Start of Block

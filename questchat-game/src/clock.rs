//! Calendar helpers and the time source seam.
//!
//! The engine never reads the system clock from inside a rule. Callers pass
//! "now" explicitly, usually obtained from a [`Clock`]. A [`Timestamp`] keeps
//! the user's UTC offset, so calendar rules see local wall-clock time while
//! stored activity stamps are true epoch milliseconds.

use chrono::{DateTime, Datelike, FixedOffset, Local, NaiveDate, Timelike, Weekday};

/// Format used for the day markers stored in the game-state document.
pub const DAY_FORMAT: &str = "%a %b %d %Y";
const ISO_DAY_FORMAT: &str = "%Y-%m-%d";
const MILLIS_PER_DAY: f64 = 86_400_000.0;

/// An instant together with the offset of the user's wall clock.
pub type Timestamp = DateTime<FixedOffset>;

/// Source of the current time.
pub trait Clock {
    fn now(&self) -> Timestamp;
}

/// Reads the host clock in its local time zone.
#[derive(Debug, Clone, Copy, Default)]
pub struct SystemClock;

impl Clock for SystemClock {
    fn now(&self) -> Timestamp {
        Local::now().fixed_offset()
    }
}

/// Always reports the same instant (tests, replays).
#[derive(Debug, Clone, Copy, PartialEq, Eq)]
pub struct FixedClock(pub Timestamp);

impl Clock for FixedClock {
    fn now(&self) -> Timestamp {
        self.0
    }
}

/// The user's calendar day at `now`.
#[must_use]
pub fn local_day(now: Timestamp) -> NaiveDate {
    now.date_naive()
}

/// Render a calendar day as a document marker, e.g. `Mon Oct 19 2026`.
#[must_use]
pub fn format_day(day: NaiveDate) -> String {
    day.format(DAY_FORMAT).to_string()
}

/// Parse a day marker. Accepts the document format and ISO `YYYY-MM-DD`.
#[must_use]
pub fn parse_day(marker: &str) -> Option<NaiveDate> {
    let marker = marker.trim();
    NaiveDate::parse_from_str(marker, DAY_FORMAT)
        .or_else(|_| NaiveDate::parse_from_str(marker, ISO_DAY_FORMAT))
        .ok()
}

/// Whole calendar days from `marker` to `today`; `None` when the marker is unreadable.
#[must_use]
pub fn days_since(marker: &str, today: NaiveDate) -> Option<i64> {
    parse_day(marker).map(|day| (today - day).num_days())
}

/// True when `marker` names the same calendar day as `today`.
#[must_use]
pub fn is_same_day(marker: &str, today: NaiveDate) -> bool {
    parse_day(marker) == Some(today)
}

/// Milliseconds since the Unix epoch of the instant, whatever its offset.
#[must_use]
pub fn epoch_millis(now: Timestamp) -> i64 {
    now.timestamp_millis()
}

/// Fractional days elapsed between two epoch-millisecond stamps.
#[must_use]
pub fn elapsed_days(since_millis: i64, now_millis: i64) -> f64 {
    crate::numbers::i64_to_f64(now_millis.saturating_sub(since_millis)) / MILLIS_PER_DAY
}

/// Local hour, 0 to 23.
#[must_use]
pub fn hour_of_day(now: Timestamp) -> u32 {
    now.hour()
}

#[must_use]
pub fn is_weekend(now: Timestamp) -> bool {
    matches!(now.weekday(), Weekday::Sat | Weekday::Sun)
}

/// Day of month, the advisory `currentDay` field of the player.
#[must_use]
pub fn day_of_month(now: Timestamp) -> u32 {
    now.day()
}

End of Block

When you transcribe the listing, make each line match the original exactly.

• **OUTPUT FOR THIS TASK**
filename questchat-game/src/clock.rs
//! Calendar helpers and the time source seam.
//!
//! The engine never reads the system clock from inside a rule. Callers pass
//! "now" explicitly, usually obtained from a [`Clock`]. A [`Timestamp`] keeps
//! the user's UTC offset, so calendar rules see local wall-clock time while
//! stored activity stamps are true epoch milliseconds.

use chrono::{DateTime, Datelike, FixedOffset, Local, NaiveDate, Timelike, Weekday};

/// Format used for the day markers stored in the game-state document.
pub const DAY_FORMAT: &str = "%a %b %d %Y";
const ISO_DAY_FORMAT: &str = "%Y-%m-%d";
const MILLIS_PER_DAY: f64 = 86_400_000.0;

/// An instant together with the offset of the user's wall clock.
pub type Timestamp = DateTime<FixedOffset>;

/// Source of the current time.
pub trait Clock {
    fn now(&self) -> Timestamp;
}

/// Reads the host clock in its local time zone.
#[derive(Debug, Clone, Copy, Default)]
pub struct SystemClock;

impl Clock for SystemClock {
    fn now(&self) -> Timestamp {
        Local::now().fixed_offset()
    }
}

/// Always reports the same instant (tests, replays).
#[derive(Debug, Clone, Copy, PartialEq, Eq)]
pub struct FixedClock(pub Timestamp);

impl Clock for FixedClock {
    fn now(&self) -> Timestamp {
        self.0
    }
}

/// The user's calendar day at `now`.
#[must_use]
pub fn local_day(now: Timestamp) -> NaiveDate {
    now.date_naive()
}

/// Render a calendar day as a document marker, e.g. `Mon Oct 19 2026`.
#[must_use]
pub fn format_day(day: NaiveDate) -> String {
    day.format(DAY_FORMAT).to_string()
}

/// Parse a day marker. Accepts the document format and ISO `YYYY-MM-DD`.
#[must_use]
pub fn parse_day(marker: &str) -> Option<NaiveDate> {
    let marker = marker.trim();
    NaiveDate::parse_from_str(marker, DAY_FORMAT)
        .or_else(|_| NaiveDate::parse_from_str(marker, ISO_DAY_FORMAT))
        .ok()
}

/// Whole calendar days from `marker` to `today`; `None` when the marker is unreadable.
#[must_use]
pub fn days_since(marker: &str, today: NaiveDate) -> Option<i64> {
    parse_day(marker).map(|day| (today - day).num_days())
}

/// True when `marker` names the same calendar day as `today`.
#[must_use]
pub fn is_same_day(marker: &str, today: NaiveDate) -> bool {
    parse_day(marker) == Some(today)
}

/// Milliseconds since the Unix epoch of the instant, whatever its offset.
#[must_use]
pub fn epoch_millis(now: Timestamp) -> i64 {
    now.timestamp_millis()
}

/// Fractional days elapsed between two epoch-millisecond stamps.
#[must_use]
pub fn elapsed_days(since_millis: i64, now_millis: i64) -> f64 {
    crate::numbers::i64_to_f64(now_millis.saturating_sub(since_millis)) / MILLIS_PER_DAY
}

/// Local hour, 0 to 23.
#[must_use]
pub fn hour_of_day(now: Timestamp) -> u32 {
    now.hour()
}

#[must_use]
pub fn is_weekend(now: Timestamp) -> bool {
    matches!(now.weekday(), Weekday::Sat | Weekday::Sun)
}

/// Day of month, the advisory `currentDay` field of the player.
#[must_use]
pub fn day_of_month(now: Timestamp) -> u32 {
    now.day()
}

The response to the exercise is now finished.